Representative images illustrating significant reduction in expression levels of phospho-AKT according to increasing cold ischemic time ([36]). These images show evaluation of pAKT expression by immunohistochemistry on formalin-fixed colon cancer tissue from one patient taken at four timepoints. a Biopsy presurgery; b Tissue fixed 10 min after resection; c Tissue fixed 20 min after resection; and d Tissue fixed 45 min after resection

Fig. 2
figure 2

Examples of changes of protein expression levels according to increasing cold ischemic time ([36]). a Total protein expression (relative units) of p70-S6K, AKT, EGFR, ERK1/2, MTOR, GSK3B, and MEK1/2 in normal and tumor colon tissue at four timepoints of tissue collection: pre, before hepatic pedicle clamping; 10′, 10 min after resection; 20′, 20 min after resection; and 45′, 45 min after resection.*p < 0.05; **p < 0.01; ***p < 0.001. Box plots indicate the 5/95% confidence interval, median, and standard deviation. b Percentage of protein phosphorylation of p70-S6K, AKT, EGFR, ERK1/2, MTOR, GSK3B, and MEK1/2 in normal and tumor colon tissue at four timepoints of tissue collection: pre, before hepatic pedicle clamping; 10′, 10 min after resection; 20′, 20 min after resection; and 45′, 45 min after resection. *p < 0.05; **p < 0.01; ***p < 0.001. Box plots indicate the 5/95% confidence interval, median, and standard deviation

Due to post-excisional reactivity, dynamic state and adaptive cellular mechanisms in response to stress, hypoxia, and other environmental factors, certain proteins such as phospho-HSP27, a small heat-shock-induced protein and apoptosis modulator, acetylated lysin, a marker of posttranslational modification, AKAP13 and HIF1 alpha, and hypoxia-induced analytes are examples of proteins that show a proportional increase as a function of delayed time to fixation up to a period of 5 h [61]. Standard breast cancer biomarkers on the other hand, such as estrogen receptor (ER), progesterone receptor (PR), HER2, and Ki67, are not affected by cold ischemic time of 1 h [61, 63], which is the maximum of delay to fixation for breast cancer specimens recommended by ASCO/CAP guidelines [64,65,66]. These proteins do reveal loss of antigenicity if cold ischemia extends beyond several hours impacting companion diagnostic testing and treatment decisions [61, 63, 67,68,69]. Lability of protein-biomarkers extends beyond these listed here, and a number of prognostic and predictive analytes in different tumor and tissue types are affected by extended cold ischemic shock confounding tissue quality [36, 60, 61, 70]. While several publications investigate protein expression levels using the binary qualitative evaluation of IHC, these results were also confirmed with quantitative approaches such as in situ quantitative immune-fluorescence, NanoPro 1000 technology—a quantitative immune assay platform—mass spectrometry, and reverse phase protein arrays [36, 52•, 60, 61].

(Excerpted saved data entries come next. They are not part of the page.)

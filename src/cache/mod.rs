use moka::future::Cache;
use std::time::Duration;

use crate::config::Settings;
use crate::domain::VisitorKpis;
use crate::error::Result;
use crate::report::{AffiliateFilter, DateRange};

/// A KPI summary is identified by the normalized filter it was computed for
#[derive(Debug, Clone, PartialEq, Eq, Hash)]
pub struct KpiKey {
    pub affiliates: AffiliateFilter,
    pub range: Option<DateRange>,
}

impl KpiKey {
    pub fn new(affiliates: AffiliateFilter, range: Option<DateRange>) -> Self {
        Self { affiliates, range }
    }
}

#[derive(Clone)]
pub struct AppCache {
    /// Dashboard KPI summaries (filter -> totals)
    pub kpis: Cache<KpiKey, VisitorKpis>,
}

impl AppCache {
    pub fn new(settings: &Settings) -> Self {
        Self {
            kpis: Cache::builder()
                .max_capacity(settings.cache_max_entries)
                .time_to_live(Duration::from_secs(settings.cache_ttl_secs))
                .build(),
        }
    }

    /// Get cached KPIs or compute and store them. Errors are not cached.
    pub async fn get_or_try_insert_kpis<F, Fut>(&self, key: KpiKey, f: F) -> Result<VisitorKpis>
    where
        F: FnOnce() -> Fut,
        Fut: std::future::Future<Output = Result<VisitorKpis>>,
    {
        if let Some(kpis) = self.kpis.get(&key).await {
            return Ok(kpis);
        }

        let kpis = f().await?;
        self.kpis.insert(key, kpis.clone()).await;
        Ok(kpis)
    }

    /// Drop every cached summary; referral totals changed
    pub fn invalidate_kpis(&self) {
        self.kpis.invalidate_all();
    }
}

#[cfg(test)]
mod tests {
    use super::*;
    use crate::domain::AffiliateId;
    use crate::error::Error;

    fn test_settings() -> Settings {
        Settings {
            host: "0.0.0.0".to_string(),
            port: 8080,
            database_url: None,
            database_path: None,
            table_prefix: "wp_".to_string(),
            timezone: "UTC".to_string(),
            default_batch_limit: 20,
            cache_max_entries: 100,
            cache_ttl_secs: 60,
        }
    }

    fn key(id: i64) -> KpiKey {
        KpiKey::new(AffiliateId(id).into(), None)
    }

    #[tokio::test]
    async fn test_cache_creation() {
        let cache = AppCache::new(&test_settings());
        assert!(cache.kpis.get(&key(1)).await.is_none());
    }

    #[tokio::test]
    async fn test_get_or_try_insert_kpis_caches() {
        let cache = AppCache::new(&test_settings());

        let first = cache
            .get_or_try_insert_kpis(key(1), || async {
                Ok(VisitorKpis::new(10, 1, 50.0, 5.0, 5.0, 5.0, 0.0))
            })
            .await
            .unwrap();
        assert_eq!(first.visitors, 10);

        // Second call should return the cached value without invoking the closure
        let second = cache
            .get_or_try_insert_kpis(key(1), || async {
                Ok(VisitorKpis::new(99, 9, 0.0, 0.0, 0.0, 0.0, 0.0))
            })
            .await
            .unwrap();
        assert_eq!(second, first);
    }

    #[tokio::test]
    async fn test_errors_are_not_cached() {
        let cache = AppCache::new(&test_settings());

        let result = cache
            .get_or_try_insert_kpis(key(2), || async {
                Err(Error::Internal("boom".to_string()))
            })
            .await;
        assert!(result.is_err());
        assert!(cache.kpis.get(&key(2)).await.is_none());
    }

    #[tokio::test]
    async fn test_keys_distinguish_filters() {
        let cache = AppCache::new(&test_settings());
        cache.kpis.insert(key(1), VisitorKpis::default()).await;

        assert!(cache.kpis.get(&key(1)).await.is_some());
        assert!(cache.kpis.get(&key(3)).await.is_none());
        let all = KpiKey::new(AffiliateFilter::All, None);
        assert!(cache.kpis.get(&all).await.is_none());
    }

    #[tokio::test]
    async fn test_invalidate_kpis() {
        let cache = AppCache::new(&test_settings());
        cache.kpis.insert(key(1), VisitorKpis::default()).await;

        cache.invalidate_kpis();
        cache.kpis.run_pending_tasks().await;

        assert!(cache.kpis.get(&key(1)).await.is_none());
    }
}
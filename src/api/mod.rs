use axum::{
    extract::{Path, Query, State},
    http::StatusCode,
    response::{IntoResponse, Response},
    Json,
};
use serde::{Deserialize, Serialize};
use tracing::{debug, error};

use crate::cache::KpiKey;
use crate::db;
use crate::domain::{AffiliateId, CreateReferral, ReferralId};
use crate::error::Error;
use crate::report::{AffiliateFilter, DateRange, ReportArgs, VisitorReport};
use crate::state::AppState;

#[derive(Debug, Default, Deserialize)]
pub struct VisitorsQuery {
    /// Comma-separated ids; absent or empty means every affiliate
    pub affiliate_ids: Option<String>,
    pub from: Option<String>,
    pub to: Option<String>,
    pub limit: Option<i64>,
    pub start: Option<i64>,
}

#[derive(Debug, Default, Deserialize)]
pub struct KpiQuery {
    pub from: Option<String>,
    pub to: Option<String>,
}

#[derive(Debug, Serialize)]
pub struct ApiResponse<T> {
    pub success: bool,
    #[serde(skip_serializing_if = "Option::is_none")]
    pub data: Option<T>,
    #[serde(skip_serializing_if = "Option::is_none")]
    pub error: Option<String>,
}

impl<T: Serialize> ApiResponse<T> {
    pub fn success(data: T) -> Self {
        Self {
            success: true,
            data: Some(data),
            error: None,
        }
    }

    pub fn error(msg: &str) -> Self {
        Self {
            success: false,
            data: None,
            error: Some(msg.to_string()),
        }
    }
}

fn error_response(status: StatusCode, msg: &str) -> Response {
    (status, Json(ApiResponse::<()>::error(msg))).into_response()
}

/// Parses `"1, 2,3"` into ids. Blank entries are skipped.
pub fn parse_affiliate_ids(raw: &str) -> Result<Vec<AffiliateId>, Error> {
    raw.split(',')
        .map(str::trim)
        .filter(|s| !s.is_empty())
        .map(|s| {
            s.parse::<AffiliateId>()
                .map_err(|_| Error::InvalidAffiliate(s.to_string()))
        })
        .collect()
}

fn parse_affiliate_path(raw: &str) -> Result<AffiliateId, Response> {
    raw.parse()
        .map_err(|_| error_response(StatusCode::BAD_REQUEST, "Invalid affiliate ID"))
}

fn report_args(state: &AppState, query: VisitorsQuery) -> ReportArgs {
    ReportArgs {
        from: query.from,
        to: query.to,
        limit: Some(query.limit.unwrap_or(state.settings.default_batch_limit)),
        start: query.start,
    }
}

async fn visitors_response(
    state: &AppState,
    affiliates: AffiliateFilter,
    query: VisitorsQuery,
) -> Response {
    let args = report_args(state, query);
    let mut report = VisitorReport::new(state.pool.clone(), &state.report, affiliates, args);
    let rows = report.get_reports().await;
    debug!("Serving {} visitor rows", rows.len());
    Json(ApiResponse::success(rows)).into_response()
}

/// GET /health
pub async fn health() -> &'static str {
    "ok"
}

/// GET /api/visitors
pub async fn list_visitors(
    State(state): State<AppState>,
    Query(query): Query<VisitorsQuery>,
) -> Response {
    let ids = match query.affiliate_ids.as_deref().map(parse_affiliate_ids) {
        Some(Ok(ids)) => ids,
        Some(Err(e)) => return error_response(StatusCode::BAD_REQUEST, &e.to_string()),
        None => Vec::new(),
    };

    visitors_response(&state, AffiliateFilter::from_ids(ids), query).await
}

/// GET /api/affiliates/{id}/visitors
pub async fn affiliate_visitors(
    State(state): State<AppState>,
    Path(affiliate_id): Path<String>,
    Query(query): Query<VisitorsQuery>,
) -> Response {
    let affiliate_id = match parse_affiliate_path(&affiliate_id) {
        Ok(id) => id,
        Err(response) => return response,
    };

    visitors_response(&state, affiliate_id.into(), query).await
}

/// GET /api/affiliates/{id}/kpis
pub async fn affiliate_kpis(
    State(state): State<AppState>,
    Path(affiliate_id): Path<String>,
    Query(query): Query<KpiQuery>,
) -> Response {
    let affiliate_id = match parse_affiliate_path(&affiliate_id) {
        Ok(id) => id,
        Err(response) => return response,
    };

    let filter = AffiliateFilter::from(affiliate_id);
    let range = DateRange::parse(query.from.as_deref(), query.to.as_deref());
    let key = KpiKey::new(filter.clone(), range);

    let pool = &state.pool;
    let settings = state.report.as_ref();
    let filter = &filter;
    let result = state
        .cache
        .get_or_try_insert_kpis(key, move || async move {
            db::get_visitor_kpis(pool, settings, filter, range.as_ref()).await
        })
        .await;

    match result {
        Ok(kpis) => Json(ApiResponse::success(kpis)).into_response(),
        Err(e) => {
            error!("Error computing KPIs: {}", e);
            error_response(StatusCode::INTERNAL_SERVER_ERROR, "Failed to compute KPIs")
        }
    }
}

/// POST /api/referrals
pub async fn create_referral(
    State(state): State<AppState>,
    Json(input): Json<CreateReferral>,
) -> Response {
    match db::create_referral(&state.pool, &state.report, input).await {
        Ok(referral) => {
            state.cache.invalidate_kpis();
            (StatusCode::CREATED, Json(ApiResponse::success(referral))).into_response()
        }
        Err(e @ (Error::InvalidAffiliate(_) | Error::InvalidReferral(_))) => {
            error_response(StatusCode::BAD_REQUEST, &e.to_string())
        }
        Err(e) => {
            error!("Error creating referral: {}", e);
            error_response(
                StatusCode::INTERNAL_SERVER_ERROR,
                "Failed to create referral",
            )
        }
    }
}

/// GET /api/referrals/{id}
pub async fn get_referral(
    State(state): State<AppState>,
    Path(referral_id): Path<String>,
) -> Response {
    let Ok(id) = referral_id.trim().parse::<i64>().map(ReferralId) else {
        return error_response(StatusCode::BAD_REQUEST, "Invalid referral ID");
    };

    match db::get_referral(&state.pool, &state.report, id).await {
        Ok(referral) => Json(ApiResponse::success(referral)).into_response(),
        Err(Error::ReferralNotFound) => error_response(StatusCode::NOT_FOUND, "Referral not found"),
        Err(e) => {
            error!("Error fetching referral {}: {}", id, e);
            error_response(
                StatusCode::INTERNAL_SERVER_ERROR,
                "Failed to fetch referral",
            )
        }
    }
}

#[cfg(test)]
mod tests {
    use super::*;

    #[test]
    fn test_parse_affiliate_ids() {
        assert_eq!(
            parse_affiliate_ids("1, 2,3").unwrap(),
            vec![AffiliateId(1), AffiliateId(2), AffiliateId(3)]
        );
    }

    #[test]
    fn test_parse_affiliate_ids_skips_blanks() {
        assert_eq!(parse_affiliate_ids("4,,5,").unwrap(), vec![AffiliateId(4), AffiliateId(5)]);
        assert!(parse_affiliate_ids("").unwrap().is_empty());
    }

    #[test]
    fn test_parse_affiliate_ids_invalid() {
        let result = parse_affiliate_ids("1,abc");
        assert!(matches!(result, Err(Error::InvalidAffiliate(s)) if s == "abc"));
    }

    #[test]
    fn test_api_response_success() {
        let response = ApiResponse::success(vec![1, 2]);
        let json = serde_json::to_value(&response).unwrap();
        assert_eq!(json["success"], true);
        assert_eq!(json["data"], serde_json::json!([1, 2]));
        assert!(json.get("error").is_none());
    }

    #[test]
    fn test_api_response_error() {
        let response = ApiResponse::<()>::error("nope");
        let json = serde_json::to_value(&response).unwrap();
        assert_eq!(json["success"], false);
        assert_eq!(json["error"], "nope");
        assert!(json.get("data").is_none());
    }
}
//! Synthetic data seeder for affiliate visitor reports
//!
//! Creates affiliates with hits spread over the last N days (weighted toward
//! recent), a share of legacy rows with packed-integer IPs, a few untracked
//! hits under affiliate 0 and referrals for a share of the hits.
//!
//! # Usage
//!
//! ```bash
//! # Seed a database (default: seed.db)
//! cargo run --release --bin seed
//!
//! # Custom sizes
//! cargo run --release --bin seed -- --db ./bench.db --affiliates 50 --hits 20000 --days 90
//!
//! # Then start the server with this database:
//! AFWC__DATABASE_PATH=./seed.db cargo run --release
//! ```

use chrono::{DateTime, Duration, Utc};
use rand::Rng;
use rand_distr::{Distribution, Exp};
use sqlx::sqlite::{SqliteConnectOptions, SqliteJournalMode, SqlitePoolOptions, SqliteSynchronous};
use sqlx::{Pool, Sqlite};
use std::error::Error;
use std::net::Ipv4Addr;
use std::path::PathBuf;
use std::str::FromStr;
use std::time::Instant;

use affiliate_visitors::config::ReportSettings;
use affiliate_visitors::db::DB_DATETIME_FORMAT;

const LANDING_REFERRERS: &[&str] = &[
    "",
    "",
    "https://www.google.com/search?q=best+running+shoes",
    "https://www.youtube.com/watch?v=dQw4w9WgXcQ",
    "https://www.instagram.com/p/abc123/",
    "https://twitter.com/someone/status/123",
    "https://www.reddit.com/r/BuyItForLife/",
    "https://blog.example.com/gear-review",
    "https://newsletter.example.org/issue-42",
    "example.net/coupons",
    "javascript:alert(1)",
];

const USER_AGENTS: &[&str] = &[
    "Mozilla/5.0 (Windows NT 10.0; Win64; x64) AppleWebKit/537.36 Chrome/120.0.0.0 Safari/537.36",
    "Mozilla/5.0 (Macintosh; Intel Mac OS X 10_15_7) AppleWebKit/605.1.15 Safari/605.1.15",
    "Mozilla/5.0 (X11; Linux x86_64; rv:121.0) Gecko/20100101 Firefox/121.0",
    "Mozilla/5.0 (iPhone; CPU iPhone OS 17_2 like Mac OS X) AppleWebKit/605.1.15 Mobile/15E148",
    "Mozilla/5.0 (Linux; Android 14; Pixel 8) AppleWebKit/537.36 Mobile Safari/537.36",
];

const MEDIUMS: &[&str] = &["link", "link", "link", "coupon", "coupon", "banner"];

const STATUSES: &[&str] = &["paid", "paid", "unpaid", "unpaid", "unpaid", "rejected", "draft"];

struct SeedOptions {
    db_path: PathBuf,
    table_prefix: String,
    affiliates: i64,
    hits_per_affiliate: u64,
    days_back: u32,
    conversion: f64,
}

impl Default for SeedOptions {
    fn default() -> Self {
        Self {
            db_path: PathBuf::from("seed.db"),
            table_prefix: "wp_".to_string(),
            affiliates: 10,
            hits_per_affiliate: 5_000,
            days_back: 30,
            conversion: 0.04,
        }
    }
}

/// IPv4 with some subnet clustering
fn random_ip(rng: &mut impl Rng) -> Ipv4Addr {
    let subnets: [[u8; 3]; 6] = [
        [203, 0, 113],
        [198, 51, 100],
        [192, 0, 2],
        [45, 33, 12],
        [104, 236, 8],
        [159, 89, 40],
    ];
    let [a, b, c] = subnets[rng.random_range(0..subnets.len())];
    Ipv4Addr::new(a, b, c, rng.random_range(1..255))
}

/// A datetime within the last N days, weighted toward recent
fn random_recent_datetime(rng: &mut impl Rng, exp: &Exp<f64>, max_ms: i64) -> DateTime<Utc> {
    let offset_ms = (exp.sample(rng) as i64).min(max_ms);
    Utc::now() - Duration::milliseconds(offset_ms)
}

fn pick<'a>(rng: &mut impl Rng, items: &[&'a str]) -> &'a str {
    items[rng.random_range(0..items.len())]
}

async fn create_pool(db_path: &str) -> Result<Pool<Sqlite>, Box<dyn Error>> {
    let options = SqliteConnectOptions::from_str(db_path)?
        .create_if_missing(true)
        .journal_mode(SqliteJournalMode::Wal)
        .synchronous(SqliteSynchronous::Normal);

    Ok(SqlitePoolOptions::new()
        .max_connections(4)
        .connect_with(options)
        .await?)
}

async fn seed_database(
    pool: &Pool<Sqlite>,
    settings: &ReportSettings,
    opts: &SeedOptions,
) -> Result<(u64, u64), Box<dyn Error>> {
    let mut rng = rand::rng();
    let max_ms = i64::from(opts.days_back) * 24 * 60 * 60 * 1000;
    let exp = Exp::new(3.0 / max_ms as f64).map_err(|e| format!("{e:?}"))?;

    let insert_hit = format!(
        r#"INSERT INTO {} (affiliate_id, datetime, ip, url, type, user_agent)
           VALUES (?, ?, ?, ?, ?, ?)"#,
        settings.hits_table()
    );
    let insert_referral = format!(
        r#"INSERT INTO {}
           (affiliate_id, hit_id, type, order_id, amount, order_total, status, datetime)
           VALUES (?, ?, ?, ?, ?, ?, ?, ?)"#,
        settings.referrals_table()
    );

    let mut total_hits = 0u64;
    let mut total_referrals = 0u64;
    let mut next_order_id = 1000i64;

    // Affiliate 0 holds untracked visits that reports must never show
    for affiliate_id in 0..=opts.affiliates {
        let start = Instant::now();
        let hits = if affiliate_id == 0 {
            opts.hits_per_affiliate / 10
        } else {
            opts.hits_per_affiliate
        };

        let mut tx = pool.begin().await?;
        for _ in 0..hits {
            let datetime = random_recent_datetime(&mut rng, &exp, max_ms);
            let ip = random_ip(&mut rng);
            // Legacy rows store the packed integer
            let ip = if rng.random_bool(0.2) {
                u32::from(ip).to_string()
            } else {
                ip.to_string()
            };
            let medium = pick(&mut rng, MEDIUMS);

            let hit_id = sqlx::query(&insert_hit)
                .bind(affiliate_id)
                .bind(datetime.format(DB_DATETIME_FORMAT).to_string())
                .bind(ip)
                .bind(pick(&mut rng, LANDING_REFERRERS))
                .bind(medium)
                .bind(pick(&mut rng, USER_AGENTS))
                .execute(&mut *tx)
                .await?
                .last_insert_rowid();
            total_hits += 1;

            if affiliate_id != 0 && rng.random_bool(opts.conversion) {
                let order_total: f64 = (rng.random_range(1_500..40_000) as f64) / 100.0;
                let amount = (order_total * 0.1 * 100.0).round() / 100.0;
                let converted_at = datetime + Duration::minutes(rng.random_range(1..240));

                sqlx::query(&insert_referral)
                    .bind(affiliate_id)
                    .bind(hit_id)
                    .bind(medium)
                    .bind(next_order_id)
                    .bind(amount)
                    .bind(order_total)
                    .bind(pick(&mut rng, STATUSES))
                    .bind(converted_at.format(DB_DATETIME_FORMAT).to_string())
                    .execute(&mut *tx)
                    .await?;
                next_order_id += 1;
                total_referrals += 1;
            }
        }
        tx.commit().await?;

        println!(
            "  Affiliate {:>4}: {} hits in {:?}",
            affiliate_id,
            hits,
            start.elapsed()
        );
    }

    Ok((total_hits, total_referrals))
}

fn print_usage() {
    eprintln!(
        r#"Usage: seed [options]

Options:
  --db <path>          Database path (default: seed.db)
  --prefix <prefix>    Table prefix (default: wp_)
  --affiliates <n>     Number of affiliates (default: 10)
  --hits <n>           Hits PER AFFILIATE (default: 5000)
  --days <n>           Days of history to generate (default: 30)
  --conversion <p>     Share of hits that convert, 0..1 (default: 0.04)

Start the server with:
  AFWC__DATABASE_PATH=./seed.db cargo run --release"#
    );
}

fn parse_args(args: &[String]) -> Result<SeedOptions, Box<dyn Error>> {
    let mut opts = SeedOptions::default();
    let mut iter = args.iter();

    while let Some(flag) = iter.next() {
        let mut value = || {
            iter.next()
                .cloned()
                .ok_or_else(|| format!("Missing value for {flag}"))
        };
        match flag.as_str() {
            "--db" => opts.db_path = PathBuf::from(value()?),
            "--prefix" => opts.table_prefix = value()?,
            "--affiliates" => opts.affiliates = value()?.parse()?,
            "--hits" => opts.hits_per_affiliate = value()?.parse()?,
            "--days" => opts.days_back = value()?.parse()?,
            "--conversion" => opts.conversion = value()?.parse()?,
            "-h" | "--help" => {
                print_usage();
                std::process::exit(0);
            }
            other => return Err(format!("Unknown option: {other}").into()),
        }
    }

    if !(0.0..=1.0).contains(&opts.conversion) {
        return Err("--conversion must be between 0 and 1".into());
    }
    if opts.days_back == 0 {
        return Err("--days must be at least 1".into());
    }
    Ok(opts)
}

#[tokio::main]
async fn main() -> Result<(), Box<dyn Error>> {
    let args: Vec<String> = std::env::args().skip(1).collect();
    let opts = match parse_args(&args) {
        Ok(opts) => opts,
        Err(e) => {
            eprintln!("{e}");
            print_usage();
            std::process::exit(1);
        }
    };

    let settings = ReportSettings::new("UTC", &opts.table_prefix)?;

    println!("{}", "=".repeat(60));
    println!("Affiliate Visitors - Data Seeder");
    println!("{}", "=".repeat(60));
    println!("Database: {}", opts.db_path.display());
    println!("Affiliates: {}", opts.affiliates);
    println!("Hits per affiliate: {}", opts.hits_per_affiliate);
    println!("Days of history: {}", opts.days_back);
    println!();

    let db_url = format!("sqlite:{}", opts.db_path.display());
    let pool = create_pool(&db_url).await?;
    let schema = include_str!("../../migrations/sqlite/001_initial.sql")
        .replace("{prefix}", &settings.table_prefix);
    sqlx::raw_sql(&schema).execute(&pool).await?;

    let start = Instant::now();
    let (hits, referrals) = seed_database(&pool, &settings, &opts).await?;

    println!(
        "\nSeeded {} hits and {} referrals in {:?}",
        hits,
        referrals,
        start.elapsed()
    );
    println!("\nStart the server with:");
    println!(
        "  AFWC__DATABASE_PATH={} AFWC__TABLE_PREFIX={} cargo run --release",
        opts.db_path.display(),
        opts.table_prefix
    );

    Ok(())
}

In an effort to minimize detrimental effects of delay to tissue fixation, several centers keep biospecimens at 4 °C until further processing [71]. Studies have proven that chilling of the samples mitigates hypoxia-induced responses and degenerative effects for up to several hours of cold ischemia thus resulting in better preservation of tissue morphology, epitope stability—including phosphorylated proteins—and RNA integrity [60, 63, 72]. Gianni Bussolati et al. introduced the method of immediately vacuum sealing resected samples followed by storage at 4 °C up to 72 h as a feasible way to preserve biospecimens for an extended period of time [73,74,75,76], though it is not all clear if vacuum sealing renders additional value in tissue preservation or if cooling alone suffices [75].

Fixation

Formalin fixation and paraffin embedding (FFPE) of tissue samples is a widely established and inexpensive method to process and archive biospecimens over long time periods. Several factors such as concentration, pH, presence/absence of buffer in the formalin solution, tissue-to-fixative-volume ratio, size and grossing of the tissue, temperature during and duration of the fixation process, postfixation processing, and paraffin impregnation need to be optimized and standardized to optimally preserve histomorphology and molecular phenotypes of harvested specimens [77,78,79]. Recommendations and guidelines advise fixation using 10% neutral buffered formalin (NBF) [64,65,66], though optimal preservation of different molecules might require different buffers or fixatives [78, 79]. Pre-analytical variability around formalin fixation and paraffin embedding and the problematic of suboptimal processing conditions have been summarized by Helen Moore and colleagues [77, 80]. In an attempt to improve preservation of several downstream targets and phospho-protein abundance while maintaining histomorphology in tissue blocks, several alternative fixatives were investigated, such as a one stop biomarker and histology preservative (BHP) consisting of reversible cross linkers, permeation enhancer, phosphatase and kinase inhibitors, and the fixative [81]. The Paxgene Tissue System represents another formalin-free tissue preservation technology that reportedly allows preservation of histomorphology, intact and immune-reactive proteins, and antigenicity, while also maintaining integrity of nucleic acids [82,83,84]. Signal intensities of a number of phosphorylated proteins preserved in Paxgene-fixed paraffin embedded (PFPE) specimens were comparable to those analyzed in cryopreserved samples, whereas expression levels of the same phospho-epitopes obtained from FFPE tissue samples were significantly weaker [85]. Prolonged duration of Paxgene fixation also did not negatively affect expression levels of analytes. These are just two examples of several attempts during the past years to replace cross-linking formalin with alternative preservatives aiming to improve the quality of proteomic and other molecular analytical approaches [86,87,88,89].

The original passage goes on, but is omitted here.